▸ What the task requires: Below are entries; output exactly the lines from the one with "#[derive(Clone, Debug, PartialEq)]" to the one with "CarouselAction::Select(_) => return", both included, and nothing else.

Stored data entries

──────────

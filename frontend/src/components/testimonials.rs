use std::rc::Rc;

use crate::utils::animation::{next_index, prev_index, TESTIMONIAL_ROTATE_MS};
use gloo_timers::callback::Interval;
use yew::prelude::*;

struct Testimonial {
    name: &'static str,
    role: &'static str,
    company: &'static str,
    text: &'static str,
    rating: usize,
    avatar: &'static str,
}

const TESTIMONIALS: [Testimonial; 5] = [
    Testimonial {
        name: "María González",
        role: "CEO, TechStart",
        company: "Startup Tecnológica",
        text: "Arcano Intelligence transformó completamente nuestros procesos. La automatización con IA redujo nuestros costos operativos en un 60% y mejoró la satisfacción del cliente significativamente.",
        rating: 5,
        avatar: "👩‍💼",
    },
    Testimonial {
        name: "Carlos Rodríguez",
        role: "Director Marketing",
        company: "E-Commerce Global",
        text: "El sitio web que desarrollaron superó todas nuestras expectativas. Las conversiones aumentaron un 200% en el primer mes. Su equipo es profesional, creativo y siempre disponible.",
        rating: 5,
        avatar: "👨‍💼",
    },
    Testimonial {
        name: "Ana Martínez",
        role: "Fundadora",
        company: "Brand Studio",
        text: "La identidad de marca que crearon para nosotros es espectacular. Capturaron perfectamente nuestra visión y la llevaron al siguiente nivel. Ahora destacamos en el mercado.",
        rating: 5,
        avatar: "👩‍🎨",
    },
    Testimonial {
        name: "Roberto Silva",
        role: "CTO",
        company: "FinTech Solutions",
        text: "Implementaron un chatbot con IA que maneja el 85% de nuestras consultas automáticamente. La calidad técnica y el soporte post-lanzamiento son excepcionales.",
        rating: 5,
        avatar: "👨‍💻",
    },
    Testimonial {
        name: "Laura Pérez",
        role: "Gerente General",
        company: "Retail Plus",
        text: "Profesionales de primer nivel. Nos ayudaron a digitalizar todo nuestro negocio y ahora competimos con empresas mucho más grandes. Totalmente recomendados.",
        rating: 5,
        avatar: "👩‍💼",
    },
];

const TRUST_BADGES: [(&str, &str, &str); 4] = [
    ("⭐", "4.9/5", "Calificación Promedio"),
    ("💯", "100%", "Satisfacción Cliente"),
    ("🚀", "50+", "Proyectos Exitosos"),
    ("🏆", "98%", "Tasa de Retención"),
];

pub enum CarouselAction {
    Next,
    Prev,
    Select(usize),
}

#[derive(Clone, Debug, PartialEq)]
pub struct Carousel {
    pub active: usize,
    pub len: usize,
}

impl Reducible for Carousel {
    type Action = CarouselAction;

    fn reduce(self: Rc<Self>, action: Self::Action) -> Rc<Self> {
        let active = match action {
            CarouselAction::Next => next_index(self.active, self.len),
            CarouselAction::Prev => prev_index(self.active, self.len),
            CarouselAction::Select(index) if index < self.len => index,
            CarouselAction::Select(_) => return self,
        };
        if active == self.active {
            return self;
        }
        Rc::new(Self { active, ..*self })
    }
}

/// Up to `count` indices other than `active`, in list order.
fn others(active: usize, len: usize, count: usize) -> Vec<usize> {
    (0..len).filter(|&i| i != active).take(count).collect()
}

fn stars(rating: usize) -> Html {
    html! {
        <div class="stars">
            { for (0..rating).map(|_| html! { <span>{"★"}</span> }) }
        </div>
    }
}

#[function_component(Testimonials)]
pub fn testimonials() -> Html {
    let carousel = use_reducer(|| Carousel {
        active: 0,
        len: TESTIMONIALS.len(),
    });

    {
        let dispatcher = carousel.dispatcher();
        use_effect_with_deps(
            move |_| {
                let interval = Interval::new(TESTIMONIAL_ROTATE_MS, move || {
                    dispatcher.dispatch(CarouselAction::Next)
                });
                move || drop(interval)
            },
            (),
        );
    }

    let select = |index: usize| {
        let dispatcher = carousel.dispatcher();
        Callback::from(move |_: MouseEvent| dispatcher.dispatch(CarouselAction::Select(index)))
    };

    let current = &TESTIMONIALS[carousel.active];

    html! {
        <section id="testimonials" class="testimonials-section">
            <div class="section-inner">
                <h2 class="section-title">
                    {"Lo Que Dicen "}<span class="gradient-text">{"Nuestros Clientes"}</span>
                </h2>
                <p class="section-subtitle">
                    {"La satisfacción de nuestros clientes es nuestra mejor carta de presentación"}
                </p>

                <div class="card-dark testimonial-main">
                    <div class="quote-mark">{"\""}</div>
                    <div class="testimonial-avatar">{current.avatar}</div>
                    { stars(current.rating) }
                    <p class="testimonial-text">{current.text}</p>
                    <div class="testimonial-name">{current.name}</div>
                    <div class="testimonial-role">{current.role}</div>
                    <div class="testimonial-company">{current.company}</div>
                </div>

                <div class="testimonial-dots">
                    { for (0..TESTIMONIALS.len()).map(|index| html! {
                        <button
                            class={classes!("dot", (index == carousel.active).then_some("active"))}
                            aria-label={format!("Ir al testimonio {}", index + 1)}
                            onclick={select(index)}
                        />
                    }) }
                </div>

                <div class="testimonial-others">
                    { for others(carousel.active, TESTIMONIALS.len(), 3).into_iter().map(|index| {
                        let testimonial = &TESTIMONIALS[index];
                        html! {
                            <div class="card-dark testimonial-mini" key={index} onclick={select(index)}>
                                <div class="mini-avatar">{testimonial.avatar}</div>
                                { stars(testimonial.rating) }
                                <p>{format!("\"{}\"", testimonial.text)}</p>
                                <div class="testimonial-name">{testimonial.name}</div>
                                <div class="testimonial-company">{testimonial.company}</div>
                            </div>
                        }
                    }) }
                </div>

                <div class="trust-badges">
                    { for TRUST_BADGES.iter().map(|(icon, value, label)| html! {
                        <div class="trust-badge">
                            <div class="trust-icon">{*icon}</div>
                            <div class="trust-value">{*value}</div>
                            <div class="trust-label">{*label}</div>
                        </div>
                    }) }
                </div>
            </div>
            <style>
                {r#"
    .testimonials-section {
        background: #000;
    }
    .testimonial-main {
        max-width: 56rem;
        margin: 0 auto 3rem;
        text-align: center;
    }
    .quote-mark {
        font-size: 3.75rem;
        color: rgba(0, 255, 156, 0.2);
    }
    .testimonial-avatar {
        font-size: 3.75rem;
        margin-bottom: 1.5rem;
    }
    .stars {
        display: flex;
        justify-content: center;
        gap: 0.25rem;
        color: #00ff9c;
        font-size: 1.5rem;
        margin-bottom: 1.5rem;
    }
    .testimonial-text {
        font-size: 1.25rem;
        color: #d1d5db;
        line-height: 1.7;
        font-style: italic;
        margin-bottom: 2rem;
    }
    .testimonial-name {
        font-weight: 700;
        color: #fff;
    }
    .testimonial-role {
        color: #00ff9c;
        font-weight: 500;
    }
    .testimonial-company {
        color: #6b7280;
        font-size: 0.875rem;
    }
    .testimonial-dots {
        display: flex;
        justify-content: center;
        gap: 0.75rem;
        margin-bottom: 3rem;
    }
    .dot {
        width: 0.75rem;
        height: 0.75rem;
        border-radius: 9999px;
        border: none;
        background: #374151;
        cursor: pointer;
        transition: all 0.3s ease;
    }
    .dot:hover {
        background: #4b5563;
    }
    .dot.active {
        width: 2rem;
        background: #00ff9c;
    }
    .testimonial-others {
        display: grid;
        grid-template-columns: repeat(3, 1fr);
        gap: 1.5rem;
        margin-top: 4rem;
    }
    .testimonial-mini {
        text-align: center;
        cursor: pointer;
        transition: transform 0.3s ease;
    }
    .testimonial-mini:hover {
        transform: scale(1.05);
    }
    .mini-avatar {
        font-size: 2.25rem;
        margin-bottom: 1rem;
    }
    .testimonial-mini .stars {
        font-size: 1rem;
        margin-bottom: 0.75rem;
    }
    .testimonial-mini p {
        color: #9ca3af;
        font-size: 0.875rem;
        font-style: italic;
        display: -webkit-box;
        -webkit-line-clamp: 3;
        -webkit-box-orient: vertical;
        overflow: hidden;
    }
    .trust-badges {
        margin: 5rem auto 0;
        max-width: 56rem;
        display: grid;
        grid-template-columns: repeat(4, 1fr);
        gap: 2rem;
        text-align: center;
    }
    .trust-icon {
        font-size: 1.9rem;
    }
    .trust-value {
        font-size: 1.5rem;
        font-weight: 700;
        color: #00ff9c;
    }
    .trust-label {
        color: #9ca3af;
        font-size: 0.875rem;
    }
    @media (max-width: 1024px) {
        .testimonial-others {
            display: none;
        }
    }
    @media (max-width: 768px) {
        .trust-badges {
            grid-template-columns: repeat(2, 1fr);
        }
    }
                "#}
            </style>
        </section>
    }
}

──────────

▸ Exercise solution:
#[derive(Clone, Debug, PartialEq)]
pub struct Carousel {
    pub active: usize,
    pub len: usize,
}

impl Reducible for Carousel {
    type Action = CarouselAction;

    fn reduce(self: Rc<Self>, action: Self::Action) -> Rc<Self> {
        let active = match action {
            CarouselAction::Next => next_index(self.active, self.len),
            CarouselAction::Prev => prev_index(self.active, self.len),
            CarouselAction::Select(index) if index < self.len => index,
            CarouselAction::Select(_) => return self,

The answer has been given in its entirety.